La radiografía oficial de la Encuesta de Expectativas de Alojamientos Turísticos Colectivos del ISTAC en Gran Canaria de este mes de agosto despoja al sector de cualquier barniz triunfalista y expone una realidad cargada de sombras para Gran Canaria. Los saldos de valoración sobre los factores que influyen en el negocio turísticos revelan que la bonanza económica se sostiene sobre cimientos de barro, amenazados por la geopolítica, la asfixia de los turoperadores y un malestar ciudadano que ya no se puede ocultar. Lejos de la euforia institucional, los datos oficiales retratan un destino acosado por debilidades estructurales profundas que erosionan la rentabilidad real de las empresas y agravan la tensión en el territorio insular.
El flanco más preocupante de la radiografía hotelera radica en el comportamiento de los intermediarios y la política de los turoperadores, cuya presión asfixiante sobre los márgenes empresariales no deja de agravarse. El saldo de valoración de este factor negativo se ha disparado hasta los 27,56 puntos positivos en el segundo trimestre de 2026, lo que representa un repunte interanual del 4,77% que consolida una tendencia alcista iniciada ya en el primer trimestre. Los alojamientos turísticos colectivos constatan que la dependencia de los grandes operadores internacionales se traduce en imposiciones de tarifas, comisiones abusivas y una pérdida de soberanía comercial para los empresarios locales, atrapados en los dictados de unos gigantes que exprimen la rentabilidad del destino sin asumir los riesgos operativos del territorio.
A esta pinza comercial se suma el factor más dramático y persistente del modelo turístico insular: la reducción implacable en la estancia media de los visitantes. El saldo de este indicador se hunde hasta los -34,72 puntos en el segundo trimestre de 2026, acumulando años de caídas estructurales que obligan a los establecimientos a una rotación frenética y agotadora de clientes. Esta contracción en los días de pernoctación, que apenas muestra un tímido respiro interanual del 0,16%, obliga a la planta alojativa a multiplicar los costes de limpieza, recepción y mantenimiento para ingresar exactamente lo mismo, tensionando los recursos humanos y acelerando el desgaste material de la infraestructura turística sin aportar un valor real a la economía local.
La vulnerabilidad del sector también queda al descubierto ante la inestabilidad geopolítica internacional y el impacto persistente de la crisis económica.

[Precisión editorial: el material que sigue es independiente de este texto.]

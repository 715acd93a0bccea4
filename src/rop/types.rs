//! Value types and constants of the register IR.
//!
//! Every register carries a [`TypeBearer`]: either a plain [`Type`] or a
//! [`Constant`], which is a type that additionally knows its value.
//! Constant-bearing descriptors are how the constant-propagation results
//! flow to the downstream code emitter without a separate side table.
//!
//! Arithmetic folding on [`Constant`] uses exact machine-width wraparound
//! semantics for the 32- and 64-bit integer types; shift amounts are masked
//! to the operand width as the target instruction set does. Folding helpers
//! return `None` when the operation is not foldable (mixed widths, float
//! operands, division by zero) so callers can fall back to runtime
//! evaluation.

use std::fmt;
use std::sync::Arc;

/// A value type of the register IR.
#[derive(Debug, Clone, Copy, PartialEq, Eq, Hash, strum::Display)]
pub enum Type {
    /// 32-bit integer (also carries booleans, bytes, chars and shorts).
    Int,
    /// 64-bit integer. Category 2.
    Long,
    /// 32-bit IEEE float.
    Float,
    /// 64-bit IEEE float. Category 2.
    Double,
    /// Any reference type.
    Object,
    /// Subroutine return address (legacy `jsr`/`ret` support).
    ReturnAddress,
    /// Placeholder for phis whose type has not been resolved yet.
    ///
    /// Minted by phi placement when no local-variable snapshot covers the
    /// merged register; resolved by the downstream phi-type-resolution pass.
    Unknown,
}

impl Type {
    /// Returns the value category: 2 for wide types occupying two
    /// consecutive registers, 1 otherwise.
    #[must_use]
    pub const fn category(self) -> u32 {
        match self {
            Self::Long | Self::Double => 2,
            _ => 1,
        }
    }

    /// Returns `true` if this is one of the two integer types SCCP folds.
    #[must_use]
    pub const fn is_integral(self) -> bool {
        matches!(self, Self::Int | Self::Long)
    }
}

/// A compile-time constant value.
#[derive(Debug, Clone, PartialEq, Eq, Hash)]
pub enum Constant {
    /// 32-bit integer constant.
    Int(i32),
    /// 64-bit integer constant.
    Long(i64),
    /// 32-bit float constant, stored as raw bits so `Eq`/`Hash` are exact.
    Float(u32),
    /// 64-bit float constant, stored as raw bits.
    Double(u64),
    /// The null reference.
    Null,
    /// An interned string reference.
    KnownString(Arc<str>),
}

impl Constant {
    /// Returns the type of this constant.
    #[must_use]
    pub fn type_of(&self) -> Type {
        match self {
            Self::Int(_) => Type::Int,
            Self::Long(_) => Type::Long,
            Self::Float(_) => Type::Float,
            Self::Double(_) => Type::Double,
            Self::Null | Self::KnownString(_) => Type::Object,
        }
    }

    /// Returns `true` if this is an integer constant equal to zero.
    #[must_use]
    pub fn is_integral_zero(&self) -> bool {
        matches!(self, Self::Int(0) | Self::Long(0))
    }

    /// Folds `self + other` with wraparound.
    #[must_use]
    pub fn add(&self, other: &Self) -> Option<Self> {
        self.fold_arith(other, i32::wrapping_add, i64::wrapping_add)
    }

    /// Folds `self - other` with wraparound.
    #[must_use]
    pub fn sub(&self, other: &Self) -> Option<Self> {
        self.fold_arith(other, i32::wrapping_sub, i64::wrapping_sub)
    }

    /// Folds `self * other` with wraparound.
    #[must_use]
    pub fn mul(&self, other: &Self) -> Option<Self> {
        self.fold_arith(other, i32::wrapping_mul, i64::wrapping_mul)
    }

    /// Folds `self / other`. Division by zero is not foldable.
    #[must_use]
    pub fn div(&self, other: &Self) -> Option<Self> {
        if other.is_integral_zero() {
            return None;
        }
        self.fold_arith(other, i32::wrapping_div, i64::wrapping_div)
    }

    /// Folds `self % other`. Remainder by zero is not foldable.
    #[must_use]
    pub fn rem(&self, other: &Self) -> Option<Self> {
        if other.is_integral_zero() {
            return None;
        }
        self.fold_arith(other, i32::wrapping_rem, i64::wrapping_rem)
    }

    /// Folds bitwise and.
    #[must_use]
    pub fn and(&self, other: &Self) -> Option<Self> {
        self.fold_arith(other, |a, b| a & b, |a, b| a & b)
    }

    /// Folds bitwise or.
    #[must_use]
    pub fn or(&self, other: &Self) -> Option<Self> {
        self.fold_arith(other, |a, b| a | b, |a, b| a | b)
    }

    /// Folds bitwise xor.
    #[must_use]
    pub fn xor(&self, other: &Self) -> Option<Self> {
        self.fold_arith(other, |a, b| a ^ b, |a, b| a ^ b)
    }

    /// Folds `self << amount`, masking the amount to the operand width.
    #[must_use]
    pub fn shl(&self, amount: &Self) -> Option<Self> {
        let shift = amount.shift_amount()?;
        match self {
            Self::Int(v) => Some(Self::Int(v.wrapping_shl(shift & 0x1f))),
            Self::Long(v) => Some(Self::Long(v.wrapping_shl(shift & 0x3f))),
            _ => None,
        }
    }

    /// Folds arithmetic `self >> amount`, masking the amount.
    #[must_use]
    pub fn shr(&self, amount: &Self) -> Option<Self> {
        let shift = amount.shift_amount()?;
        match self {
            Self::Int(v) => Some(Self::Int(v.wrapping_shr(shift & 0x1f))),
            Self::Long(v) => Some(Self::Long(v.wrapping_shr(shift & 0x3f))),
            _ => None,
        }
    }

    /// Folds logical (zero-filling) `self >>> amount`, masking the amount.
    #[must_use]
    #[allow(clippy::cast_sign_loss, clippy::cast_possible_wrap)]
    pub fn ushr(&self, amount: &Self) -> Option<Self> {
        let shift = amount.shift_amount()?;
        match self {
            Self::Int(v) => Some(Self::Int(((*v as u32).wrapping_shr(shift & 0x1f)) as i32)),
            Self::Long(v) => Some(Self::Long(((*v as u64).wrapping_shr(shift & 0x3f)) as i64)),
            _ => None,
        }
    }

    /// Folds arithmetic negation with wraparound.
    #[must_use]
    pub fn neg(&self) -> Option<Self> {
        match self {
            Self::Int(v) => Some(Self::Int(v.wrapping_neg())),
            Self::Long(v) => Some(Self::Long(v.wrapping_neg())),
            _ => None,
        }
    }

    /// Folds bitwise not.
    #[must_use]
    pub fn not(&self) -> Option<Self> {
        match self {
            Self::Int(v) => Some(Self::Int(!v)),
            Self::Long(v) => Some(Self::Long(!v)),
            _ => None,
        }
    }

    /// Extracts a shift amount from an integer constant.
    #[allow(clippy::cast_sign_loss, clippy::cast_possible_truncation)]
    fn shift_amount(&self) -> Option<u32> {
        match self {
            Self::Int(v) => Some(*v as u32),
            Self::Long(v) => Some(*v as u32),
            _ => None,
        }
    }

    /// Applies a same-width integer fold, rejecting mixed or non-integer
    /// operand pairs.
    fn fold_arith(
        &self,
        other: &Self,
        f32op: impl FnOnce(i32, i32) -> i32,
        f64op: impl FnOnce(i64, i64) -> i64,
    ) -> Option<Self> {
        match (self, other) {
            (Self::Int(a), Self::Int(b)) => Some(Self::Int(f32op(*a, *b))),
            (Self::Long(a), Self::Long(b)) => Some(Self::Long(f64op(*a, *b))),
            _ => None,
        }
    }
}

impl fmt::Display for Constant {
    fn fmt(&self, f: &mut fmt::Formatter<'_>) -> fmt::Result {
        match self {
            Self::Int(v) => write!(f, "#{v}"),
            Self::Long(v) => write!(f, "#{v}L"),
            Self::Float(bits) => write!(f, "#{}f", f32::from_bits(*bits)),
            Self::Double(bits) => write!(f, "#{}d", f64::from_bits(*bits)),
            Self::Null => write!(f, "#null"),
            Self::KnownString(s) => write!(f, "#{s:?}"),
        }
    }
}

/// A type that may additionally carry a known constant value.
#[derive(Debug, Clone, PartialEq, Eq, Hash)]
pub enum TypeBearer {
    /// A plain type with no known value.
    Type(Type),
    /// A constant: the type is implied by the value.
    Constant(Constant),
}

impl TypeBearer {
    /// Returns the underlying type.
    #[must_use]
    pub fn get_type(&self) -> Type {
        match self {
            Self::Type(t) => *t,
            Self::Constant(c) => c.type_of(),
        }
    }

    /// Returns `true` if this bearer carries a known constant.
    #[must_use]
    pub const fn is_constant(&self) -> bool {
        matches!(self, Self::Constant(_))
    }

    /// Returns the constant value, if any.
    #[must_use]
    pub const fn constant(&self) -> Option<&Constant> {
        match self {
            Self::Constant(c) => Some(c),
            Self::Type(_) => None,
        }
    }
}

impl fmt::Display for TypeBearer {
    fn fmt(&self, f: &mut fmt::Formatter<'_>) -> fmt::Result {
        match self {
            Self::Type(t) => write!(f, "{t}"),
            Self::Constant(c) => write!(f, "{}={c}", c.type_of()),
        }
    }
}

#[cfg(test)]
mod tests {
    use super::*;

    #[test]
    fn test_category() {
        assert_eq!(Type::Int.category(), 1);
        assert_eq!(Type::Object.category(), 1);
        assert_eq!(Type::Long.category(), 2);
        assert_eq!(Type::Double.category(), 2);
    }

    #[test]
    fn test_fold_wraparound() {
        assert_eq!(
            Constant::Int(i32::MAX).add(&Constant::Int(1)),
            Some(Constant::Int(i32::MIN))
        );
        assert_eq!(
            Constant::Long(i64::MIN).sub(&Constant::Long(1)),
            Some(Constant::Long(i64::MAX))
        );
        assert_eq!(
            Constant::Int(i32::MIN).div(&Constant::Int(-1)),
            Some(Constant::Int(i32::MIN))
        );
    }

    #[test]
    fn test_fold_div_by_zero() {
        assert_eq!(Constant::Int(7).div(&Constant::Int(0)), None);
        assert_eq!(Constant::Long(7).rem(&Constant::Long(0)), None);
    }

    #[test]
    fn test_fold_mixed_widths_rejected() {
        assert_eq!(Constant::Int(1).add(&Constant::Long(2)), None);
        assert_eq!(Constant::Float(0).add(&Constant::Float(0)), None);
    }

    #[test]
    fn test_shift_masking() {
        // Shift amounts are masked to 5 bits for Int, 6 for Long.
        assert_eq!(
            Constant::Int(1).shl(&Constant::Int(33)),
            Some(Constant::Int(2))
        );
        assert_eq!(
            Constant::Long(1).shl(&Constant::Int(65)),
            Some(Constant::Long(2))
        );
        assert_eq!(
            Constant::Int(-8).ushr(&Constant::Int(1)),
            Some(Constant::Int(0x7fff_fffc))
        );
    }

    #[test]
    fn test_type_bearer() {
        let plain = TypeBearer::Type(Type::Int);
        let constant = TypeBearer::Constant(Constant::Int(5));

        assert!(!plain.is_constant());
        assert!(constant.is_constant());
        assert_eq!(plain.get_type(), Type::Int);
        assert_eq!(constant.get_type(), Type::Int);
        assert_eq!(constant.constant(), Some(&Constant::Int(5)));
    }
}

El saldo relativo a los conflictos internacionales se desploma hasta los -30,55 puntos en el tramo de abril a junio de 2026, sufriendo un repunte interanual negativo del 11,97% que refleja el temor constante de los gestores turísticos ante cualquier sobresalto bélico o energético global que frene el despegue de los vuelos. Paralelamente, el fantasma de la crisis económica lastra con -49,47 puntos la confianza del sector, evidenciando que el bolsillo del viajero europeo medio sigue castigado por la inflación, la pérdida de poder adquisitivo y la incertidumbre macroeconómica que sobrevuela las principales potencias emisoras de la Unión Europea.
La tormenta se completa con el agravamiento de los costes de conectividad y, sobre todo, con la alarmante fractura social que genera el propio modelo de masificación. El saldo de los precios del transporte aéreo y marítimo se mantiene en cotas catastróficas con -55,57 puntos, estrangulando la competitividad de las islas en el mercado exterior y dificultando el flujo fluido de mercancías y pasajeros. Pero el indicador más revelador de la crisis latente es la percepción social del turismo, cuyo saldo positivo de 24,03 puntos se dispara un impresionante 14,44% interanual, confirmando que el malestar ciudadano frente a la saturación turística, la escasez de vivienda y el colapso ambiental ya se percibe desde dentro de los propios alojamientos como una amenaza directa, un síntoma inequívoco de que Gran Canaria camina peligrosamente al límite de su capacidad de carga.